The study identified eight clusters of contaminated drinking-water wells in Pennsylvania and Texas. Most important among the findings is that neither horizontal drilling nor hydraulic fracturing of shale deposits seems to have caused any of the natural gas contamination.
"There is no question that, in many instances, elevated levels of natural gas are naturally occurring but, in a subset of cases, there is also clear evidence that there were human causes for the contamination. However, our data suggests that where contamination occurs, it was caused by poor casing and cementing in the wells," says study leader Thomas Darrah, assistant professor of earth sciences at Ohio State University, Columbus, who was aided by researchers from Duke University, Durham, N.C.; Stanford (Calif.) University; Dart mouth College, Hanover, N.H.; and the University of Rochester (N.Y.).
In hydraulic fracturing, water is pumped underground to break up shale at a depth far below the water table.
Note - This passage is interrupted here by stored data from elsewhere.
//! Curve25519, Montgomery `y^2 = x^3 + 486662 x^2 + x` over `2^255 - 19`

use crate::arch::{Chunk, NLEN};

/// Bits in the modulus
pub const MODBITS: usize = 255;
/// Modulus mod 8
pub const MOD8: usize = 5;
/// Montgomery coefficient A
pub const CURVE_A: isize = 486662;

/// Field modulus p
pub const MODULUS: [Chunk; NLEN] = [0xFFFFFFFFFFFFED, 0xFFFFFFFFFFFFFF, 0xFFFFFFFFFFFFFF, 0xFFFFFFFFFFFFFF, 0x7FFFFFFF];

/// c in p = 2^255 - c
pub const MCONST: Chunk = 0x13;

/// Prime order of the base point subgroup
pub const CURVE_ORDER: [Chunk; NLEN] = [0x12631A5CF5D3ED, 0xF9DEA2F79CD658, 0x14DE, 0x0, 0x10000000];

/// Base point u coordinate
pub const CURVE_GX: [Chunk; NLEN] = [0x9, 0x0, 0x0, 0x0, 0x0];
The long vertical pipes that carry the resulting gas upward are encircled in cement to keep the natural gas from leaking out along the well. The study suggests that natural gas that has leaked into aquifers is the result of failures in the cement used in the well.
"Many of the leaks probably occur when natural gas travels up the outside of the borehole, potentially even thousands of feet, and is released directly into drinking-water aquifers," explains Robert Poreda, professor of geochemistry at the University of Rochester.
Adds Avner Vengosh, professor of geochemistry and water quality at Duke, 'These results appear to rule out the migration of methane up into drinking water aquifers from depth because of horizontal drilling or hydraulic fracturing, as some people feared."
Concludes Darrah, "This is relatively good news because it means that most of the issues we have identified can potentially be avoided by future improvements in well integrity."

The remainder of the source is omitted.